If you follow football at all, you have probably heard pundits mention "xG" during match analysis. But what does it actually mean, and why has it become the most talked-about stat in the sport? This guide breaks down expected goals from the basics to practical applications for betting.

What Is Expected Goals (xG)?

Expected Goals (xG) is a statistical measure that quantifies the quality of a scoring chance. Every shot in a football match is assigned an xG value between 0 and 1, representing the probability that an average player would score from that exact position and situation.

An xG of 0.05 means the chance is scored about 5% of the time (e.g., a long-range effort). An xG of 0.76 means the chance is scored about 76% of the time (e.g., a penalty kick).

How Is xG Calculated?

xG models are trained on hundreds of thousands of historical shots.
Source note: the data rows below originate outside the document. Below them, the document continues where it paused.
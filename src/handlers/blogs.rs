//! Blog handlers: CRUD-lite plus the like/dislike toggles.
//!
//! Liked/disliked status is derived from set membership at read time;
//! there is no stored flag to fall out of sync with the sets.

use axum::extract::{Path, Query, State};
use axum::http::StatusCode;
use axum::Json;
use chrono::{DateTime, Utc};
use serde::{Deserialize, Serialize};
use uuid::Uuid;
use validator::Validate;

use crate::auth::Identity;
use crate::domain::aggregates::engagement::{toggle, Reaction, ReactionState};
use crate::error::{ApiError, ApiResult};
use crate::response::{ApiResponse, Meta};
use crate::AppState;

use super::products::slugify;

#[derive(Debug, Clone, Serialize, sqlx::FromRow)]
pub struct Blog {
    pub id: Uuid,
    pub title: String,
    pub slug: String,
    pub description: String,
    pub category: String,
    pub author_id: Uuid,
    pub views: i32,
    pub created_at: DateTime<Utc>,
    pub updated_at: DateTime<Utc>,
}

#[derive(Debug, Serialize)]
pub struct BlogView {
    #[serde(flatten)]
    pub blog: Blog,
    pub likes: i64,
    pub dislikes: i64,
    pub is_liked: bool,
    pub is_disliked: bool,
}

async fn blog_view(db: &sqlx::PgPool, blog: Blog, user: Option<Uuid>) -> ApiResult<BlogView> {
    let likes: i64 = sqlx::query_scalar("SELECT COUNT(*) FROM blog_likes WHERE blog_id = $1")
        .bind(blog.id)
        .fetch_one(db)
        .await?;
    let dislikes: i64 = sqlx::query_scalar("SELECT COUNT(*) FROM blog_dislikes WHERE blog_id = $1")
        .bind(blog.id)
        .fetch_one(db)
        .await?;
    let (is_liked, is_disliked) = match user {
        Some(user_id) => {
            let liked: bool = sqlx::query_scalar(
                "SELECT EXISTS(SELECT 1 FROM blog_likes WHERE blog_id = $1 AND user_id = $2)",
            )
            .bind(blog.id)
            .bind(user_id)
            .fetch_one(db)
            .await?;
            let disliked: bool = sqlx::query_scalar(
                "SELECT EXISTS(SELECT 1 FROM blog_dislikes WHERE blog_id = $1 AND user_id = $2)",
            )
            .bind(blog.id)
            .bind(user_id)
            .fetch_one(db)
            .await?;
            (liked, disliked)
        }
        None => (false, false),
    };
    Ok(BlogView { blog, likes, dislikes, is_liked, is_disliked })
}

#[derive(Debug, Deserialize, Validate)]
pub struct CreateBlogRequest {
    #[validate(length(min = 1))]
    pub title: String,
    #[validate(length(min = 1))]
    pub description: String,
    #[validate(length(min = 1))]
    pub category: String,
}

pub async fn create_blog(
    State(s): State<AppState>,
    Identity(author_id): Identity,
    Json(r): Json<CreateBlogRequest>,
) -> ApiResult<(StatusCode, Json<ApiResponse<Blog>>)> {
    r.validate()?;
    let blog = sqlx::query_as::<_, Blog>(
        "INSERT INTO blogs (id, title, slug, description, category, author_id) \
         VALUES ($1, $2, $3, $4, $5, $6) RETURNING *",
    )
    .bind(Uuid::now_v7())
    .bind(&r.title)
    .bind(slugify(&r.title))
    .bind(&r.description)
    .bind(&r.category)
    .bind(author_id)
    .fetch_one(&s.db)
    .await?;
    Ok((StatusCode::CREATED, ApiResponse::ok("create new blog successfully...", blog)))
}

#[derive(Debug, Deserialize)]
pub struct ListParams {
    pub page: Option<u32>,
    pub per_page: Option<u32>,
    pub category: Option<String>,
}

pub async fn list_blogs(
    State(s): State<AppState>,
    Query(p): Query<ListParams>,
) -> ApiResult<Json<ApiResponse<Vec<Blog>>>> {
    let page = p.page.unwrap_or(1).max(1);
    let per_page = p.per_page.unwrap_or(20).min(100);
    let category = p.category.unwrap_or_default();
    let blogs = sqlx::query_as::<_, Blog>(
        "SELECT * FROM blogs WHERE ($1 = '' OR category = $1) \
         ORDER BY created_at DESC LIMIT $2 OFFSET $3",
    )
    .bind(&category)
    .bind(per_page as i64)
    .bind(crate::response::page_offset(page, per_page))
    .fetch_all(&s.db)
    .await?;
    let total: i64 = sqlx::query_scalar("SELECT COUNT(*) FROM blogs WHERE ($1 = '' OR category = $1)")
        .bind(&category)
        .fetch_one(&s.db)
        .await?;
    Ok(ApiResponse::with_meta(
        "get all blogs successfully...",
        blogs,
        Meta::paginated(total, page, per_page),
    ))
}

/// Reading a blog bumps its view counter.
pub async fn get_blog(
    State(s): State<AppState>,
    caller: Option<Identity>,
    Path(id): Path<Uuid>,
) -> ApiResult<Json<ApiResponse<BlogView>>> {
    let blog = sqlx::query_as::<_, Blog>(
        "UPDATE blogs SET views = views + 1 WHERE id = $1 RETURNING *",
    )
    .bind(id)
    .fetch_optional(&s.db)
    .await?
    .ok_or(ApiError::BlogNotFound)?;
    let view = blog_view(&s.db, blog, caller.map(|Identity(u)| u)).await?;
    Ok(ApiResponse::ok("get blog by id successfully...", view))
}

pub async fn like_blog(
    State(s): State<AppState>,
    Identity(user_id): Identity,
    Path(id): Path<Uuid>,
) -> ApiResult<Json<ApiResponse<BlogView>>> {
    react(s, user_id, id, Reaction::Like).await
}

pub async fn dislike_blog(
    State(s): State<AppState>,
    Identity(user_id): Identity,
    Path(id): Path<Uuid>,
) -> ApiResult<Json<ApiResponse<BlogView>>> {
    react(s, user_id, id, Reaction::Dislike).await
}

/// Applies a reaction toggle: removals and the insert run in one
/// transaction, so a caller never observes both sets containing the user.
async fn react(
    s: AppState,
    user_id: Uuid,
    blog_id: Uuid,
    reaction: Reaction,
) -> ApiResult<Json<ApiResponse<BlogView>>> {
    let mut tx = s.db.begin().await?;
    let blog = sqlx::query_as::<_, Blog>("SELECT * FROM blogs WHERE id = $1 FOR UPDATE")
        .bind(blog_id)
        .fetch_optional(&mut *tx)
        .await?
        .ok_or(ApiError::BlogNotFound)?;
    let liked: bool = sqlx::query_scalar(
        "SELECT EXISTS(SELECT 1 FROM blog_likes WHERE blog_id = $1 AND user_id = $2)",
    )
    .bind(blog_id)
    .bind(user_id)
    .fetch_one(&mut *tx)
    .await?;
    let disliked: bool = sqlx::query_scalar(
        "SELECT EXISTS(SELECT 1 FROM blog_dislikes WHERE blog_id = $1 AND user_id = $2)",
    )
    .bind(blog_id)
    .bind(user_id)
    .fetch_one(&mut *tx)
    .await?;

    let change = toggle(ReactionState { liked, disliked }, reaction);
    for removed in &change.remove {
        let sql = match removed {
            Reaction::Like => "DELETE FROM blog_likes WHERE blog_id = $1 AND user_id = $2",
            Reaction::Dislike => "DELETE FROM blog_dislikes WHERE blog_id = $1 AND user_id = $2",
        };
        sqlx::query(sql).bind(blog_id).bind(user_id).execute(&mut *tx).await?;
    }
    if let Some(added) = change.add {
        let sql = match added {
            Reaction::Like => {
                "INSERT INTO blog_likes (blog_id, user_id) VALUES ($1, $2) ON CONFLICT DO NOTHING"
            }
            Reaction::Dislike => {
                "INSERT INTO blog_dislikes (blog_id, user_id) VALUES ($1, $2) ON CONFLICT DO NOTHING"
            }
        };
        sqlx::query(sql).bind(blog_id).bind(user_id).execute(&mut *tx).await?;
    }
    tx.commit().await?;

    let message = match (change.add, reaction) {
        (Some(Reaction::Like), _) => "Blog liked successfully...",
        (Some(Reaction::Dislike), _) => "Blog disliked successfully...",
        (None, Reaction::Like) => "Blog unliked successfully...",
        (None, Reaction::Dislike) => "Blog undisliked successfully...",
    };
    let view = blog_view(&s.db, blog, Some(user_id)).await?;
    Ok(ApiResponse::ok(message, view))
}
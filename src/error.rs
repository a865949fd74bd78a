//! Error taxonomy surfaced to callers as non-2xx JSON envelopes.
//! No retries anywhere; any failure aborts the request.

use axum::http::StatusCode;
use axum::response::{IntoResponse, Response};
use axum::Json;
use serde_json::json;
use thiserror::Error;
use uuid::Uuid;

#[derive(Debug, Error)]
pub enum ApiError {
    #[error("Product not found or maybe removed...")]
    ProductNotFound,

    #[error("Cart not found or maybe removed...")]
    CartNotFound,

    #[error("Coupon not found or maybe removed...")]
    CouponNotFound,

    #[error("Invalid coupon, try another one...")]
    InvalidCoupon,

    #[error("Coupon has expired, try another one...")]
    CouponExpired,

    #[error("Blog not found or maybe removed...")]
    BlogNotFound,

    #[error("User not found...")]
    UserNotFound,

    #[error("Order not found or maybe removed...")]
    OrderNotFound,

    #[error("User already exists...")]
    UserAlreadyExists,

    #[error("{0}")]
    Validation(String),

    #[error("Not authorized or token expired...")]
    Unauthorized,

    #[error("Not enough stock for product {product_id}...")]
    InsufficientStock { product_id: Uuid },

    #[error("Database error: {0}")]
    Database(#[from] sqlx::Error),
}

impl ApiError {
    fn status(&self) -> StatusCode {
        match self {
            Self::ProductNotFound
            | Self::CartNotFound
            | Self::CouponNotFound
            | Self::InvalidCoupon
            | Self::BlogNotFound
            | Self::UserNotFound
            | Self::OrderNotFound => StatusCode::NOT_FOUND,
            Self::Validation(_) | Self::CouponExpired => StatusCode::BAD_REQUEST,
            Self::Unauthorized => StatusCode::UNAUTHORIZED,
            Self::UserAlreadyExists | Self::InsufficientStock { .. } => StatusCode::CONFLICT,
            Self::Database(_) => StatusCode::INTERNAL_SERVER_ERROR,
        }
    }
}

impl From<validator::ValidationErrors> for ApiError {
    fn from(errors: validator::ValidationErrors) -> Self {
        Self::Validation(errors.to_string())
    }
}

impl IntoResponse for ApiError {
    fn into_response(self) -> Response {
        let status = self.status();
        if status.is_server_error() {
            tracing::error!(error = %self, "request failed");
        }
        (status, Json(json!({ "success": false, "message": self.to_string() }))).into_response()
    }
}

pub type ApiResult<T> = Result<T, ApiError>;
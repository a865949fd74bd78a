//! Minimal user handlers. Credential flows stay in the external auth
//! service; this service only needs user rows to own carts, orders and
//! wishlists.

use axum::extract::{Path, State};
use axum::http::StatusCode;
use axum::Json;
use chrono::{DateTime, Utc};
use serde::{Deserialize, Serialize};
use uuid::Uuid;
use validator::Validate;

use crate::auth::Identity;
use crate::error::{ApiError, ApiResult};
use crate::response::{ApiResponse, Meta};
use crate::AppState;

use super::products::Product;

#[derive(Debug, Clone, Serialize, sqlx::FromRow)]
pub struct User {
    pub id: Uuid,
    pub email: String,
    pub firstname: String,
    pub lastname: String,
    pub mobile: Option<String>,
    pub created_at: DateTime<Utc>,
}

#[derive(Debug, Deserialize, Validate)]
pub struct CreateUserRequest {
    #[validate(email)]
    pub email: String,
    #[validate(length(min = 1))]
    pub firstname: String,
    #[validate(length(min = 1))]
    pub lastname: String,
    pub mobile: Option<String>,
}

pub async fn create_user(
    State(s): State<AppState>,
    Json(r): Json<CreateUserRequest>,
) -> ApiResult<(StatusCode, Json<ApiResponse<User>>)> {
    r.validate()?;
    let exists: bool = sqlx::query_scalar("SELECT EXISTS(SELECT 1 FROM users WHERE email = $1)")
        .bind(&r.email)
        .fetch_one(&s.db)
        .await?;
    if exists {
        return Err(ApiError::UserAlreadyExists);
    }
    let user = sqlx::query_as::<_, User>(
        "INSERT INTO users (id, email, firstname, lastname, mobile) \
         VALUES ($1, $2, $3, $4, $5) RETURNING *",
    )
    .bind(Uuid::now_v7())
    .bind(&r.email)
    .bind(&r.firstname)
    .bind(&r.lastname)
    .bind(&r.mobile)
    .fetch_one(&s.db)
    .await?;
    Ok((StatusCode::CREATED, ApiResponse::ok("User created successfully...", user)))
}

pub async fn get_user(
    State(s): State<AppState>,
    Path(id): Path<Uuid>,
) -> ApiResult<Json<ApiResponse<User>>> {
    let user = sqlx::query_as::<_, User>("SELECT * FROM users WHERE id = $1")
        .bind(id)
        .fetch_optional(&s.db)
        .await?
        .ok_or(ApiError::UserNotFound)?;
    Ok(ApiResponse::ok("Get single user successfully...", user))
}

pub async fn get_wishlist(
    State(s): State<AppState>,
    Identity(user_id): Identity,
) -> ApiResult<Json<ApiResponse<Vec<Product>>>> {
    let products = sqlx::query_as::<_, Product>(
        "SELECT p.* FROM wishlist_items w JOIN products p ON p.id = w.product_id \
         WHERE w.user_id = $1 ORDER BY w.created_at",
    )
    .bind(user_id)
    .fetch_all(&s.db)
    .await?;
    let total = products.len() as i64;
    Ok(ApiResponse::with_meta("Get user wishlist successfully...", products, Meta::total(total)))
}
//! JSON response envelope: `{success, message, data, meta?}`.

use axum::Json;
use serde::Serialize;

#[derive(Debug, Serialize)]
pub struct ApiResponse<T: Serialize> {
    pub success: bool,
    pub message: String,
    pub data: T,
    #[serde(skip_serializing_if = "Option::is_none")]
    pub meta: Option<Meta>,
}

#[derive(Debug, Serialize)]
pub struct Meta {
    pub total: i64,
    #[serde(skip_serializing_if = "Option::is_none")]
    pub page: Option<u32>,
    #[serde(skip_serializing_if = "Option::is_none")]
    pub total_pages: Option<i64>,
}

impl<T: Serialize> ApiResponse<T> {
    pub fn ok(message: impl Into<String>, data: T) -> Json<Self> {
        Json(Self { success: true, message: message.into(), data, meta: None })
    }

    pub fn with_meta(message: impl Into<String>, data: T, meta: Meta) -> Json<Self> {
        Json(Self { success: true, message: message.into(), data, meta: Some(meta) })
    }
}

impl Meta {
    pub fn total(total: i64) -> Self {
        Self { total, page: None, total_pages: None }
    }

    pub fn paginated(total: i64, page: u32, per_page: u32) -> Self {
        let per_page = per_page.max(1) as i64;
        Self { total, page: Some(page), total_pages: Some((total + per_page - 1) / per_page) }
    }
}

/// SQL OFFSET for a 1-based page. Widened to i64 before multiplying so a
/// caller-supplied page near u32::MAX cannot overflow.
pub fn page_offset(page: u32, per_page: u32) -> i64 {
    (i64::from(page.max(1)) - 1) * i64::from(per_page)
}

#[cfg(test)]
mod tests {
    use super::*;

    #[test]
    fn test_paginated_meta_rounds_pages_up() {
        let meta = Meta::paginated(41, 1, 20);
        assert_eq!(meta.total_pages, Some(3));
    }

    #[test]
    fn test_page_offset_survives_max_page() {
        assert_eq!(page_offset(1, 20), 0);
        assert_eq!(page_offset(3, 20), 40);
        assert_eq!(page_offset(0, 20), 0);
        assert_eq!(page_offset(u32::MAX, 20), (i64::from(u32::MAX) - 1) * 20);
    }

    #[test]
    fn test_meta_is_omitted_when_absent() {
        let body = serde_json::to_value(ApiResponse::ok("done", 1).0).unwrap();
        assert!(body.get("meta").is_none());
        assert_eq!(body["success"], true);
    }
}
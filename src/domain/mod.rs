//! Domain layer: pure aggregates, value objects and events. All derived
//! values (cart totals, discounts, rating averages, reaction toggles) are
//! computed here; handlers only load and persist.

pub mod aggregates;
pub mod events;
pub mod value_objects;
The model considers several factors for each shot:

  • Distance from goal — closer shots have higher xG
  • Angle to goal — central positions are more favourable than tight angles
  • Body part — headers are generally harder to score than shots with the foot
  • Type of assist — through balls and crosses create different quality chances
  • Game state — whether the shot follows a fast break, set piece, or open play
  • Goalkeeper position — some advanced models factor in keeper positioning

The model does not consider who is taking the shot. Lionel Messi and a League Two striker get the same xG for the same chance. This is by design — it measures the chance, not the player.

xG in Practice: Reading the Numbers

After a match, you will see something like: Team A 1.8 xG — Team B 0.6 xG. This tells you:

  • Team A created chances worth roughly 1.8 goals on average
  • Team B created chances worth roughly 0.6 goals on average
  • If Team B won 1-0, they likely got fortunate or were extremely clinical

Over a single match, actual results often differ from xG — football is unpredictable. But over a full season, teams that consistently outperform their xG tend to regress, and teams underperforming tend to improve. This makes xG a powerful predictive tool.

Key xG Metrics to Know

Beyond basic xG, there are several related metrics worth understanding:

  • xG (Expected Goals) — total quality of chances created by a team
  • xGA (Expected Goals Against) — total quality of chances conceded. Low xGA = strong defence
  • xGD (Expected Goal Difference) — xG minus xGA. The single best predictor of league position
  • xG per shot — average chance quality. High = creating great opportunities. Low = shooting from poor positions
  • xG overperformance — actual goals minus xG. Positive means the team is finishing above expectations

xG for Betting: Practical Applications

xG is one of the most useful tools for football bettors. Here is how to apply it:

1. Spot Overrated and Underrated Teams

A team that has scored 25 goals but has an xG of only 18 is overperforming. Historically, these teams come back to earth. Conversely, a team with 10 goals from 17 xG is unlucky and likely to improve. Betting on the underperformers and against the overperformers is a proven strategy over the long term.

2. Over/Under Goals Markets

If two teams in an upcoming match average a combined xG of 3.2 per game, the Over 2.5 goals market looks attractive. If the combined xG is 1.8, Under 2.5 becomes interesting. Check our goal statistics for league-by-league data.

3. Both Teams to Score (BTTS)

Teams with a high xGA (they concede quality chances) playing against teams with a high xG are strong BTTS candidates. Combine this with clean sheet statistics to find the best opportunities.

4. Match Result Predictions

xGD (expected goal difference) is the strongest predictor of match outcomes. A team with an xGD of +1.5 per match is genuinely dominant, even if their actual results have not reflected it yet. Our mathematical predictions factor xG data into every forecast.

Common xG Mistakes to Avoid

  • Using single-match xG as gospel — small sample sizes are unreliable. Always look at 10+ matches minimum
  • Ignoring context — a team resting players for a cup final will have different xG than normal
  • Treating xG as exact — "1.8 xG" does not mean a team "should" have scored 1.8 goals. It means their chances were worth that on average
  • Forgetting about finishing quality — some elite strikers consistently outperform xG. This is real skill, not luck, but it is the exception, not the rule

Where Does xG Data Come From?

Major data providers like Opta (owned by Stats Perform), StatsBomb, and Wyscout collect shot data from every match and run their own xG models. Different providers may give slightly different xG values for the same shot because their models weight factors differently. This is normal — the overall trends will be consistent.

Start Using xG Today

The best way to learn xG is to start looking at it regularly. Check our Stats Hub for comprehensive statistics across 130+ leagues, explore team stats for detailed breakdowns, and use the data to challenge your assumptions about which teams are genuinely performing well.

xG will not predict every result. But over time, it gives you a significant analytical edge — and in both football analysis and betting, that edge is everything.